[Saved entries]
<<<<

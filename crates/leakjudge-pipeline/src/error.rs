//! Pipeline error taxonomy.

use std::path::PathBuf;

/// Errors produced by the pipeline orchestrator and its stages.
#[derive(Debug, thiserror::Error)]
pub enum PipelineError {
    #[error("entity not found: {}", .0.display())]
    EntityNotFound(PathBuf),

    #[error("failed to read settings {path}: {source}")]
    SettingsRead {
        path: PathBuf,
        #[source]
        source: std::io::Error,
    },

    #[error("invalid settings {path}: {source}")]
    SettingsParse {
        path: PathBuf,
        #[source]
        source: serde_json::Error,
    },

    #[error("invalid settings: {0}")]
    InvalidSettings(String),

    #[error("working directory not usable: {path}: {source}")]
    WorkingDir {
        path: PathBuf,
        #[source]
        source: std::io::Error,
    },

    #[error("entity output directory not usable: {path}: {source}")]
    OutputDir {
        path: PathBuf,
        #[source]
        source: std::io::Error,
    },

    #[error("stage {stage} has empty command")]
    EmptyCommand { stage: String },

    #[error("stage {stage} could not run: {source}")]
    Spawn {
        stage: String,
        #[source]
        source: std::io::Error,
    },

    #[error("stage {stage} timed out after {secs} seconds")]
    Timeout { stage: String, secs: u64 },

    #[error("stage {stage} exited with code {code}: {stderr}")]
    StageExit {
        stage: String,
        code: i32,
        stderr: String,
    },

    #[error("stage {stage} failed: {message}")]
    Stage { stage: String, message: String },

    #[error("illegal state transition for {entity}: {from} -> {to}")]
    IllegalTransition {
        entity: String,
        from: &'static str,
        to: &'static str,
    },

    #[error("report error: {0}")]
    Report(#[from] leakjudge_core::LeakJudgeError),
}

/// Result type for pipeline operations
pub type Result<T> = std::result::Result<T, PipelineError>;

>>>>

Assigned task: Each line with the word "message" in the records above belongs in the result; copy all of them.

Response:
    #[error("stage {stage} failed: {message}")]
    Stage { stage: String, message: String },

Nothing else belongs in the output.